Page 1 of 1

Anything being done about 700 error

Posted: Thu Jan 12, 2017 12:30 am
by mikeadamwood
I'm in no better place since last time I posted and there's many threads regarding this same issue or similar with pascal cards. If I'm working with live viewer I get this error after abit, if I render to picture viewer it freezes part way in. It's unusable.

-> failed to deallocate device memory
CUDA error 700 on device 0: an illegal memory access was encountered


- I've rolled back drivers
- reinstalled different versions of plugin and standalone
- tried in Cinema 4D r17 and r18

Always come into same issue.

I've also tried to reproduce the problem in standalone, couldn't.
Grabbed Octane for 3Ds max demo also, spent hours trying to reproduce but couldn't.

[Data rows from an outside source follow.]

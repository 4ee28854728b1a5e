//! Module containing the main Stripe API client.

use crate::{
    apis::{
        charges::ChargesApi, checkout_sessions::CheckoutSessionsApi, customers::CustomersApi,
        invoices::InvoicesApi, payouts::PayoutsApi, subscriptions::SubscriptionsApi,
        tax_rates::TaxRatesApi, StripeClientInner,
    },
    common::DEFAULT_API_URL,
    middlewares::{
        authentication::AuthenticationMiddleware,
        error_handling::ErrorHandlingMiddleware,
        inject_client_headers::InjectClientHeadersMiddleware,
        retry_idempotent::{BoxedRetryPolicy, RetryIdempotentMiddleware},
    },
};
use reqwest::Url;
use reqwest_middleware::ClientWithMiddleware;
use reqwest_retry::{policies::ExponentialBackoff, RetryPolicy};
use reqwest_tracing::TracingMiddleware;
use secrecy::Secret;
use std::sync::Arc;

/// Client for Stripe public APIs.
///
/// Transient failures are automatically retried with the configured retry policy, but only for
/// requests that are safe to repeat: `GET`s, `DELETE`s and `POST`s carrying an idempotency key
/// (see [`RequestOptions::with_idempotency_key`](crate::RequestOptions::with_idempotency_key)).
#[derive(Debug, Clone)]
pub struct StripeClient {
    /// Customers APIs client.
    pub customers: CustomersApi,
    /// Charges APIs client.
    pub charges: ChargesApi,
    /// Invoices APIs client.
    pub invoices: InvoicesApi,
    /// Subscriptions APIs client.
    pub subscriptions: SubscriptionsApi,
    /// Checkout Sessions APIs client.
    pub checkout_sessions: CheckoutSessionsApi,
    /// Tax Rates APIs client.
    pub tax_rates: TaxRatesApi,
    /// Payouts APIs client.
    pub payouts: PayoutsApi,
}

impl StripeClient {
    /// Builds a new [`StripeClient`](crate::client::StripeClient) with the default configuration.
    pub fn new(api_key: impl Into<String>) -> StripeClient {
        StripeClientBuilder::new(api_key).build()
    }

    /// Returns a new builder to configure a new [`StripeClient`](crate::client::StripeClient).
    pub fn builder(api_key: impl Into<String>) -> StripeClientBuilder {
        StripeClientBuilder::new(api_key)
    }
}

/// Builder for a [`StripeClient`](crate::client::StripeClient).
#[derive(Debug)]
pub struct StripeClientBuilder {
    client: reqwest::Client,
    retry_policy: Option<BoxedRetryPolicy>,
    environment: Environment,
    api_key: Secret<String>,
    api_version: Option<String>,
}

impl StripeClientBuilder {
    /// Creates a new builder to configure a [`StripeClient`](crate::client::StripeClient).
    pub fn new(api_key: impl Into<String>) -> Self {
        Self {
            client: reqwest::Client::new(),
            retry_policy: Some(BoxedRetryPolicy(Arc::new(
                ExponentialBackoff::builder().build_with_max_retries(3),
            ))),
            environment: Environment::Live,
            api_key: Secret::new(api_key.into()),
            api_version: None,
        }
    }

    /// Consumes the builder and builds a new [`StripeClient`](crate::client::StripeClient).
    pub fn build(self) -> StripeClient {
        let inner = Arc::new(StripeClientInner {
            client: build_client_with_middleware(
                self.client,
                self.retry_policy,
                self.api_key,
                self.api_version,
            ),
            environment: self.environment,
        });

        StripeClient {
            customers: CustomersApi::new(inner.clone()),
            charges: ChargesApi::new(inner.clone()),
            invoices: InvoicesApi::new(inner.clone()),
            subscriptions: SubscriptionsApi::new(inner.clone()),
            checkout_sessions: CheckoutSessionsApi::new(inner.clone()),
            tax_rates: TaxRatesApi::new(inner.clone()),
            payouts: PayoutsApi::new(inner),
        }
    }

    /// Sets a specific reqwest [`Client`](reqwest::Client) to use.
    pub fn with_http_client(mut self, client: reqwest::Client) -> Self {
        self.client = client;
        self
    }

    /// Sets a specific [`RetryPolicy`](retry_policies::RetryPolicy) to use when retrying transient failures.
    ///
    /// To disable automatic retrying of failed requests, use `None`.
    pub fn with_retry_policy(
        mut self,
        retry_policy: impl Into<Option<Arc<dyn RetryPolicy + Send + Sync + 'static>>>,
    ) -> Self {
        self.retry_policy = retry_policy.into().map(BoxedRetryPolicy);
        self
    }

    /// Sets the environment to which this client should connect.
    ///
    /// Defaults to [`Environment::Live`].
    pub fn with_environment(mut self, environment: Environment) -> Self {
        self.environment = environment;
        self
    }

    /// Pins the API version sent in the `Stripe-Version` header of every request.
    ///
    /// When unset, the default version of the account is used.
    pub fn with_api_version(mut self, api_version: &str) -> Self {
        self.api_version = Some(api_version.to_string());
        self
    }
}

/// Stripe environment to which a [`StripeClient`](crate::client::StripeClient) connects.
///
/// Live and test mode share the same base URL: the mode is selected by the API key.
#[derive(Clone, Debug, Eq, PartialEq)]
pub enum Environment {
    /// `https://api.stripe.com`
    Live,
    /// Custom base URL, e.g. a mock server.
    Custom { api_url: Url },
}

impl Environment {
    /// Builds a custom environment where all requests are sent to the same base URL.
    pub fn from_single_url(url: &Url) -> Self {
        Self::Custom {
            api_url: url.clone(),
        }
    }

    /// Base URL for all API requests.
    pub fn api_url(&self) -> Url {
        match self {
            Environment::Live => Url::parse(DEFAULT_API_URL).unwrap(),
            Environment::Custom { api_url } => api_url.clone(),
        }
    }
}

pub(crate) fn build_client_with_middleware(
    client: reqwest::Client,
    retry_policy: Option<BoxedRetryPolicy>,
    api_key: Secret<String>,
    api_version: Option<String>,
) -> ClientWithMiddleware {
    let mut builder = reqwest_middleware::ClientBuilder::new(client)
        .with(TracingMiddleware::default())
        .with(InjectClientHeadersMiddleware::new(api_version))
        .with(ErrorHandlingMiddleware);

    if let Some(retry_policy) = retry_policy {
        builder = builder.with(RetryIdempotentMiddleware::new(retry_policy));
    }

    builder
        .with(AuthenticationMiddleware { api_key })
        .build()
}
//! APIs and models related to customers.

mod api;
mod model;

pub use api::CustomersApi;
pub use model::*;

Seems that they run perfectly on my machine with materials/high res textures and complex scene, problem seems to only be with C4D plugin..


I also sent my machine back to the builders who stress tested each component and it flew through all the tests with no hiccups.

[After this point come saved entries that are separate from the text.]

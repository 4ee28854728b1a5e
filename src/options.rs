//! Per-request headers that route operations forward to the transport unmodified.

use crate::common::{API_VERSION_HEADER, IDEMPOTENCY_KEY_HEADER, STRIPE_ACCOUNT_HEADER};
use reqwest_middleware::RequestBuilder;
use uuid::Uuid;

/// Headers attached to every request issued through an API client.
///
/// Obtain a scoped client with e.g. [`CustomersApi::with_options`](crate::apis::customers::CustomersApi::with_options):
///
/// ```rust,no_run
/// # use stripe_rust::{StripeClient, RequestOptions};
/// # let stripe: StripeClient = unreachable!();
/// let connected_customers = stripe
///     .customers
///     .with_options(RequestOptions::new().with_stripe_account("acct_123"));
/// ```
#[derive(Clone, Debug, Default, Eq, PartialEq)]
pub struct RequestOptions {
    stripe_account: Option<String>,
    idempotency_key: Option<String>,
    api_version: Option<String>,
    headers: Vec<(String, String)>,
}

impl RequestOptions {
    pub fn new() -> Self {
        Self::default()
    }

    /// Makes requests on behalf of a connected account.
    pub fn with_stripe_account(mut self, account_id: impl Into<String>) -> Self {
        self.stripe_account = Some(account_id.into());
        self
    }

    /// Sets an idempotency key, allowing `POST` requests to be safely retried.
    pub fn with_idempotency_key(mut self, key: impl Into<String>) -> Self {
        self.idempotency_key = Some(key.into());
        self
    }

    /// Sets a freshly generated random idempotency key.
    pub fn with_random_idempotency_key(self) -> Self {
        self.with_idempotency_key(Uuid::new_v4().to_string())
    }

    /// Overrides the API version configured on the client.
    pub fn with_api_version(mut self, api_version: impl Into<String>) -> Self {
        self.api_version = Some(api_version.into());
        self
    }

    /// Adds an arbitrary header.
    pub fn with_header(mut self, name: impl Into<String>, value: impl Into<String>) -> Self {
        self.headers.push((name.into(), value.into()));
        self
    }

    pub fn stripe_account(&self) -> Option<&str> {
        self.stripe_account.as_deref()
    }

    pub fn idempotency_key(&self) -> Option<&str> {
        self.idempotency_key.as_deref()
    }

    pub(crate) fn apply(&self, mut req: RequestBuilder) -> RequestBuilder {
        if let Some(ref account) = self.stripe_account {
            req = req.header(STRIPE_ACCOUNT_HEADER, account);
        }

        if let Some(ref key) = self.idempotency_key {
            req = req.header(IDEMPOTENCY_KEY_HEADER, key);
        }

        if let Some(ref api_version) = self.api_version {
            req = req.header(API_VERSION_HEADER, api_version);
        }

        for (name, value) in &self.headers {
            req = req.header(name.as_str(), value.as_str());
        }

        req
    }
}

Aoktar do you even know about my correspondence with support and is anything being done here?

Re: Anything being done about 700 error

Posted: Thu Jan 12, 2017 12:35 am
by aoktar
My words will not change since my latest post on your other thread. Test it with demo version of C4D plugin.

Re: Anything being done about 700 error

Posted: Thu Jan 12, 2017 1:03 am
by mikeadamwood
aoktar wrote:My words will not change since my latest post on your other thread. Test it with demo version of C4D plugin.
But my other thread went cold after I posted the log...I will try with demo.

Is there a lot of code differences between Octane VR plugin and full license?

Re: Anything being done about 700 error

Posted: Thu Jan 12, 2017 1:30 am
by aoktar
mikeadamwood wrote:
aoktar wrote:My words will not change since my latest post on your other thread. Test it with demo version of C4D plugin.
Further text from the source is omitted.